- [Stored data]
=-=-=

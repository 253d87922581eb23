//! Lifetime loop of one simulated person

use serde::Serialize;
use std::collections::BTreeMap;

use crate::core::config::SimulationConfig;
use crate::core::types::{EntityId, Timestamp};
use crate::entity::attributes::Value;
use crate::entity::collaborator::Collaborator;
use crate::entity::person::Person;
use crate::modules::registry::ModuleRegistry;
use crate::simulation::engine::{Engine, StepOutcome};
use crate::simulation::events::HealthEvent;
use crate::simulation::instance::ModuleInstance;

/// Everything one person produced over their lifetime
#[derive(Debug, Clone, PartialEq, Serialize)]
pub struct EntityReport {
    pub id: EntityId,
    pub birth: Timestamp,
    pub deceased: Option<Timestamp>,
    /// Last simulated tick
    pub last_tick: Timestamp,
    pub events: Vec<HealthEvent>,
    /// Final attribute values
    pub attributes: BTreeMap<String, Value>,
    /// Final state of every top-level module instance, in module name order
    pub instances: Vec<ModuleInstance>,
    /// Runtime error that ended this person's simulation early
    pub failure: Option<String>,
}

impl EntityReport {
    pub fn is_failed(&self) -> bool {
        self.failure.is_some()
    }

    pub fn is_deceased(&self) -> bool {
        self.deceased.is_some()
    }
}

/// Simulate one person from birth until death, lifespan end, or until
/// every attached module has finished
///
/// Every top-level module of the registry is attached at birth and stepped
/// once per tick in name order. A runtime failure halts this person only.
pub fn simulate_entity<C: Collaborator + ?Sized>(
    registry: &ModuleRegistry,
    config: &SimulationConfig,
    collaborator: &C,
    id: EntityId,
) -> EntityReport {
    let mut person = Person::new(id, config.seed, config.start_time);
    collaborator.on_birth(&mut person);

    let engine = Engine::new(registry, config);
    let mut instances: Vec<ModuleInstance> = registry
        .top_level()
        .map(|module| ModuleInstance::new(module, person.birth))
        .collect();
    for instance in &instances {
        person.note_state_entry(&instance.state, person.birth);
    }

    let mut events: Vec<HealthEvent> = Vec::new();
    let mut failure = None;
    let end = person.birth.saturating_add(config.max_lifespan());
    let mut time = person.birth;
    let mut last_tick = time;

    'lifetime: while time <= end {
        last_tick = time;
        collaborator.before_tick(&mut person, time);

        for instance in instances.iter_mut() {
            match engine.step(instance, &mut person, time, &mut events) {
                Ok(StepOutcome::Died) => break 'lifetime,
                Ok(_) => {}
                Err(e) => {
                    tracing::warn!("{} failed at {}: {}", id, time, e);
                    failure = Some(e.to_string());
                    break 'lifetime;
                }
            }
        }

        if !instances.iter().any(ModuleInstance::is_running) {
            break;
        }
        time = match time.checked_add(config.time_step) {
            Some(next) => next,
            None => break,
        };
    }

    // Death or failure stops every instance at the current tick
    for instance in instances.iter_mut() {
        instance.halt();
    }

    tracing::debug!(
        "{} finished: {} events, deceased: {:?}",
        id,
        events.len(),
        person.deceased_at()
    );

    EntityReport {
        id,
        birth: person.birth,
        deceased: person.deceased_at(),
        last_tick,
        events,
        attributes: person.attributes.snapshot(),
        instances,
        failure,
    }
}

#[cfg(test)]
mod tests {
    use super::*;
    use crate::entity::collaborator::NoCollaborators;
    use crate::modules::registry::RegistryBuilder;
    use crate::simulation::instance::InstanceStatus;

    fn registry(modules: &[&str]) -> ModuleRegistry {
        let mut builder = RegistryBuilder::new();
        for json in modules {
            builder.add_module_json(json).unwrap();
        }
        builder.build()
    }

    #[test]
    fn test_stops_when_all_modules_complete() {
        let registry = registry(&[r#"{"name": "m", "states": {
            "Initial": {"type": "Initial", "direct_transition": "Terminal"},
            "Terminal": {"type": "Terminal"}}}"#]);
        let config = SimulationConfig::default();
        let report = simulate_entity(&registry, &config, &NoCollaborators, EntityId(3));

        assert_eq!(report.last_tick, config.start_time);
        assert_eq!(report.instances[0].status, InstanceStatus::Completed);
        assert!(report.failure.is_none());
        assert!(report.deceased.is_none());
    }

    #[test]
    fn test_failure_recorded_not_panicking() {
        let registry = registry(&[r#"{"name": "m", "states": {
            "Initial": {"type": "Initial", "conditional_transition": [
                {"condition": {"condition_type": "False"}, "transition": "Terminal"}]},
            "Terminal": {"type": "Terminal"}}}"#]);
        let report = simulate_entity(
            &registry,
            &SimulationConfig::default(),
            &NoCollaborators,
            EntityId(4),
        );
        assert!(report.is_failed());
        assert_eq!(report.instances[0].status, InstanceStatus::Halted);
    }

    #[test]
    fn test_lifespan_bounds_a_waiting_module() {
        let registry = registry(&[r#"{"name": "m", "states": {
            "Initial": {"type": "Initial", "direct_transition": "Wait"},
            "Wait": {"type": "Guard", "allow": {"condition_type": "False"}, "direct_transition": "Terminal"},
            "Terminal": {"type": "Terminal"}}}"#]);
        let config = SimulationConfig {
            max_lifespan_years: 1,
            ..SimulationConfig::default()
        };
        let report = simulate_entity(&registry, &config, &NoCollaborators, EntityId(5));
        assert_eq!(report.instances[0].state, "Wait");
        assert_eq!(report.instances[0].status, InstanceStatus::Halted);
        assert!(report.last_tick <= config.start_time + config.max_lifespan());
        assert!(report.failure.is_none());
    }
}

=-=-=

- [WORK ITEM]
Output each record precisely as given.

- [SOLUTION BELOW]
repository 253d87922581eb23
//! Lifetime loop of one simulated person

use serde::Serialize;
use std::collections::BTreeMap;

use crate::core::config::SimulationConfig;
use crate::core::types::{EntityId, Timestamp};
use crate::entity::attributes::Value;
use crate::entity::collaborator::Collaborator;
use crate::entity::person::Person;
use crate::modules::registry::ModuleRegistry;
use crate::simulation::engine::{Engine, StepOutcome};
use crate::simulation::events::HealthEvent;
use crate::simulation::instance::ModuleInstance;

/// Everything one person produced over their lifetime
#[derive(Debug, Clone, PartialEq, Serialize)]
pub struct EntityReport {
    pub id: EntityId,
    pub birth: Timestamp,
    pub deceased: Option<Timestamp>,
    /// Last simulated tick
    pub last_tick: Timestamp,
    pub events: Vec<HealthEvent>,
    /// Final attribute values
    pub attributes: BTreeMap<String, Value>,
    /// Final state of every top-level module instance, in module name order
    pub instances: Vec<ModuleInstance>,
    /// Runtime error that ended this person's simulation early
    pub failure: Option<String>,
}

impl EntityReport {
    pub fn is_failed(&self) -> bool {
        self.failure.is_some()
    }

    pub fn is_deceased(&self) -> bool {
        self.deceased.is_some()
    }
}

/// Simulate one person from birth until death, lifespan end, or until
/// every attached module has finished
///
/// Every top-level module of the registry is attached at birth and stepped
/// once per tick in name order. A runtime failure halts this person only.
pub fn simulate_entity<C: Collaborator + ?Sized>(
    registry: &ModuleRegistry,
    config: &SimulationConfig,
    collaborator: &C,
    id: EntityId,
) -> EntityReport {
    let mut person = Person::new(id, config.seed, config.start_time);
    collaborator.on_birth(&mut person);

    let engine = Engine::new(registry, config);
    let mut instances: Vec<ModuleInstance> = registry
        .top_level()
        .map(|module| ModuleInstance::new(module, person.birth))
        .collect();
    for instance in &instances {
        person.note_state_entry(&instance.state, person.birth);
    }

    let mut events: Vec<HealthEvent> = Vec::new();
    let mut failure = None;
    let end = person.birth.saturating_add(config.max_lifespan());
    let mut time = person.birth;
    let mut last_tick = time;

    'lifetime: while time <= end {
        last_tick = time;
        collaborator.before_tick(&mut person, time);

        for instance in instances.iter_mut() {
            match engine.step(instance, &mut person, time, &mut events) {
                Ok(StepOutcome::Died) => break 'lifetime,
                Ok(_) => {}
                Err(e) => {
                    tracing::warn!("{} failed at {}: {}", id, time, e);
                    failure = Some(e.to_string());
                    break 'lifetime;
                }
            }
        }

        if !instances.iter().any(ModuleInstance::is_running) {
            break;
        }
        time = match time.checked_add(config.time_step) {
            Some(next) => next,
            None => break,
        };
    }

    // Death or failure stops every instance at the current tick
    for instance in instances.iter_mut() {
        instance.halt();
    }

    tracing::debug!(
        "{} finished: {} events, deceased: {:?}",
        id,
        events.len(),
        person.deceased_at()
    );

    EntityReport {
        id,
        birth: person.birth,
        deceased: person.deceased_at(),
        last_tick,
        events,
        attributes: person.attributes.snapshot(),
        instances,
        failure,
    }
}

#[cfg(test)]
mod tests {
    use super::*;
    use crate::entity::collaborator::NoCollaborators;
    use crate::modules::registry::RegistryBuilder;
    use crate::simulation::instance::InstanceStatus;

    fn registry(modules: &[&str]) -> ModuleRegistry {
        let mut builder = RegistryBuilder::new();
        for json in modules {
            builder.add_module_json(json).unwrap();
        }
        builder.build()
    }

    #[test]
    fn test_stops_when_all_modules_complete() {
        let registry = registry(&[r#"{"name": "m", "states": {
            "Initial": {"type": "Initial", "direct_transition": "Terminal"},
            "Terminal": {"type": "Terminal"}}}"#]);
        let config = SimulationConfig::default();
        let report = simulate_entity(&registry, &config, &NoCollaborators, EntityId(3));

        assert_eq!(report.last_tick, config.start_time);
        assert_eq!(report.instances[0].status, InstanceStatus::Completed);
        assert!(report.failure.is_none());
        assert!(report.deceased.is_none());
    }

    #[test]
    fn test_failure_recorded_not_panicking() {
        let registry = registry(&[r#"{"name": "m", "states": {
            "Initial": {"type": "Initial", "conditional_transition": [
                {"condition": {"condition_type": "False"}, "transition": "Terminal"}]},
            "Terminal": {"type": "Terminal"}}}"#]);
        let report = simulate_entity(
            &registry,
            &SimulationConfig::default(),
            &NoCollaborators,
            EntityId(4),
        );
        assert!(report.is_failed());
        assert_eq!(report.instances[0].status, InstanceStatus::Halted);
    }

    #[test]
    fn test_lifespan_bounds_a_waiting_module() {
        let registry = registry(&[r#"{"name": "m", "states": {
            "Initial": {"type": "Initial", "direct_transition": "Wait"},
            "Wait": {"type": "Guard", "allow": {"condition_type": "False"}, "direct_transition": "Terminal"},
            "Terminal": {"type": "Terminal"}}}"#]);
        let config = SimulationConfig {
            max_lifespan_years: 1,
            ..SimulationConfig::default()
        };
        let report = simulate_entity(&registry, &config, &NoCollaborators, EntityId(5));
        assert_eq!(report.instances[0].state, "Wait");
        assert_eq!(report.instances[0].status, InstanceStatus::Halted);
        assert!(report.last_tick <= config.start_time + config.max_lifespan());
        assert!(report.failure.is_none());
    }
}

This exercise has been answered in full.